**Aim of the task:**
Within the entries below, the lines from the one with "let nscalar_nodes = nvertices" through the one with "let x = &coords" are to be set down exactly, both ends kept.

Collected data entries
----
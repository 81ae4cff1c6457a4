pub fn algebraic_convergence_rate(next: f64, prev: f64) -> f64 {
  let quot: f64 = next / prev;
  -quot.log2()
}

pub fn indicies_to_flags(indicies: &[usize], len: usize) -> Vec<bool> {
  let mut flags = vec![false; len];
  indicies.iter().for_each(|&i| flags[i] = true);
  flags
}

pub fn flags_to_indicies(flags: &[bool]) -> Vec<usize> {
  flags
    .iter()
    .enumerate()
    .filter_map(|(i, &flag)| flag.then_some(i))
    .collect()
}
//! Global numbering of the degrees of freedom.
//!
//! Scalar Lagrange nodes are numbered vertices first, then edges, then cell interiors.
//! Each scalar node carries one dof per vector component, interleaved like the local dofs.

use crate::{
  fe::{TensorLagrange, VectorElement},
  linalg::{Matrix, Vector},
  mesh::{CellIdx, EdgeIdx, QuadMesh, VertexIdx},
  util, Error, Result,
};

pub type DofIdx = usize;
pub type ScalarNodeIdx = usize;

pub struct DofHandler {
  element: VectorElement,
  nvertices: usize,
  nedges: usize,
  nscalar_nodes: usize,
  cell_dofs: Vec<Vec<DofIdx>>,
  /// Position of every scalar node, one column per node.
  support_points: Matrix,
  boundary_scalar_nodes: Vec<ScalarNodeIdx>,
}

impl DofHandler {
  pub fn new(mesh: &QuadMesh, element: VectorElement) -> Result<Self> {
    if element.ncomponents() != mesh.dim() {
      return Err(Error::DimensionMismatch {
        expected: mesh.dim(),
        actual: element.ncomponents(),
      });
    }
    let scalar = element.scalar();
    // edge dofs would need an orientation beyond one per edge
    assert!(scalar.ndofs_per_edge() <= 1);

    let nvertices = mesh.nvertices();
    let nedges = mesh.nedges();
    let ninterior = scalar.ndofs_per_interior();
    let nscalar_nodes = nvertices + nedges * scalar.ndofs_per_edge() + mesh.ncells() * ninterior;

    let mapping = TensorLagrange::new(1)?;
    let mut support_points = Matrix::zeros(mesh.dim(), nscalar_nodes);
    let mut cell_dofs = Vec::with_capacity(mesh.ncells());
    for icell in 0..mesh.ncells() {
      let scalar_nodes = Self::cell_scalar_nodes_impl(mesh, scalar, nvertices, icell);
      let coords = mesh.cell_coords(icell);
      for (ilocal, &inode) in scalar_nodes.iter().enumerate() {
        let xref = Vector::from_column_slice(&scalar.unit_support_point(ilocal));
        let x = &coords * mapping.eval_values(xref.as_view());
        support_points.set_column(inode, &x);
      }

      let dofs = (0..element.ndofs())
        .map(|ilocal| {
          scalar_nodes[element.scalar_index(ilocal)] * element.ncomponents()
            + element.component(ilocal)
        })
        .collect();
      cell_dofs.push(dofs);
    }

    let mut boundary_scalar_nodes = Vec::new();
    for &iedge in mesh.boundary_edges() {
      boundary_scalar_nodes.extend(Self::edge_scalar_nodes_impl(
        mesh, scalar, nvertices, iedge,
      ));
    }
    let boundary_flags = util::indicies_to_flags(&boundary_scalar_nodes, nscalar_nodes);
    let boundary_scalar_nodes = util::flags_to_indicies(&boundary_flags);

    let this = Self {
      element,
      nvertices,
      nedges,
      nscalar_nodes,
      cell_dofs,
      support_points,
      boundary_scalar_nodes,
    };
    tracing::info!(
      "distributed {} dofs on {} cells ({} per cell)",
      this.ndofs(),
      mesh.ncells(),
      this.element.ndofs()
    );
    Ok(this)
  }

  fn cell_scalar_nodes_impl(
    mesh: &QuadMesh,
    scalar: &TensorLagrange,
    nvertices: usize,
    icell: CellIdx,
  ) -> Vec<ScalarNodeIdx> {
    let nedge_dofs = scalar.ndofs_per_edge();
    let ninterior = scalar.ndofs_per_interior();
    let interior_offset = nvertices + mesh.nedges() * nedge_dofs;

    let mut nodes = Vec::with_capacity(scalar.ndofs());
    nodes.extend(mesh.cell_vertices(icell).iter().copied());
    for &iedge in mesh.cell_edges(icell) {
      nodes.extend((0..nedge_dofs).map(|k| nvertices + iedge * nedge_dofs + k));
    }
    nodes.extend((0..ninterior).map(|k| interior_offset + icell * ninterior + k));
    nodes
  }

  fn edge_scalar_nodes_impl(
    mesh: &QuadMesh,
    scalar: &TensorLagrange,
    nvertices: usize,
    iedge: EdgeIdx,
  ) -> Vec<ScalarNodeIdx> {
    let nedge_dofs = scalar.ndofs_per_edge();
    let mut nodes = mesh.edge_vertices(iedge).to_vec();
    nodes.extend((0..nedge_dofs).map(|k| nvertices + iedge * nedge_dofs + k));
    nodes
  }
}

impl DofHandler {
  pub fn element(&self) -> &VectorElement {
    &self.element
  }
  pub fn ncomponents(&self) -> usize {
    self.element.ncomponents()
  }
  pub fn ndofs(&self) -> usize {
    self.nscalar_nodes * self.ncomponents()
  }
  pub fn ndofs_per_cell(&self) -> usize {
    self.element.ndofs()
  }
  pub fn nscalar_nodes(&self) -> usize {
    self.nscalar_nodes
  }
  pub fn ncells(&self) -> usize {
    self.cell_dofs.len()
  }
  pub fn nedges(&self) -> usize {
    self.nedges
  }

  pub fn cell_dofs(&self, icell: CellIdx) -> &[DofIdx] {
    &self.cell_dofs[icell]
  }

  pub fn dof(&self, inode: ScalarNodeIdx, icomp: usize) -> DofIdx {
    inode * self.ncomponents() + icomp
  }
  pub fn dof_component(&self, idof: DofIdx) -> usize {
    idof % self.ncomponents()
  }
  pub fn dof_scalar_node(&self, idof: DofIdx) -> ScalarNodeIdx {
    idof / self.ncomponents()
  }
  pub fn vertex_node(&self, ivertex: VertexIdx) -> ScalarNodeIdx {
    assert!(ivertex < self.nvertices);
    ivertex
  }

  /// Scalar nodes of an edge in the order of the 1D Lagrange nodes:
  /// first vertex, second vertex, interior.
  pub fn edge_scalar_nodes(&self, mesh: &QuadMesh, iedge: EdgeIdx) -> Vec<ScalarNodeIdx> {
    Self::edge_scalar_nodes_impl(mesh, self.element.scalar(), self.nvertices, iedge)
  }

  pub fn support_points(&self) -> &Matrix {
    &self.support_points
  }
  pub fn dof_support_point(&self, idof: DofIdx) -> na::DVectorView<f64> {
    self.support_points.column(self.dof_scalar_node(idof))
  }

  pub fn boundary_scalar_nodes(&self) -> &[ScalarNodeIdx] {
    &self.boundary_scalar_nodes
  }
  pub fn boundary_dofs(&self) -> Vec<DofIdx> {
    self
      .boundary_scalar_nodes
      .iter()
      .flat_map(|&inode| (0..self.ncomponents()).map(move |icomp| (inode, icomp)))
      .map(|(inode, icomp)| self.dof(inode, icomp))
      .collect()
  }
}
----
**Exercise output:**
    let nscalar_nodes = nvertices + nedges * scalar.ndofs_per_edge() + mesh.ncells() * ninterior;

    let mapping = TensorLagrange::new(1)?;
    let mut support_points = Matrix::zeros(mesh.dim(), nscalar_nodes);
    let mut cell_dofs = Vec::with_capacity(mesh.ncells());
    for icell in 0..mesh.ncells() {
      let scalar_nodes = Self::cell_scalar_nodes_impl(mesh, scalar, nvertices, icell);
      let coords = mesh.cell_coords(icell);
      for (ilocal, &inode) in scalar_nodes.iter().enumerate() {
        let xref = Vector::from_column_slice(&scalar.unit_support_point(ilocal));
        let x = &coords * mapping.eval_values(xref.as_view());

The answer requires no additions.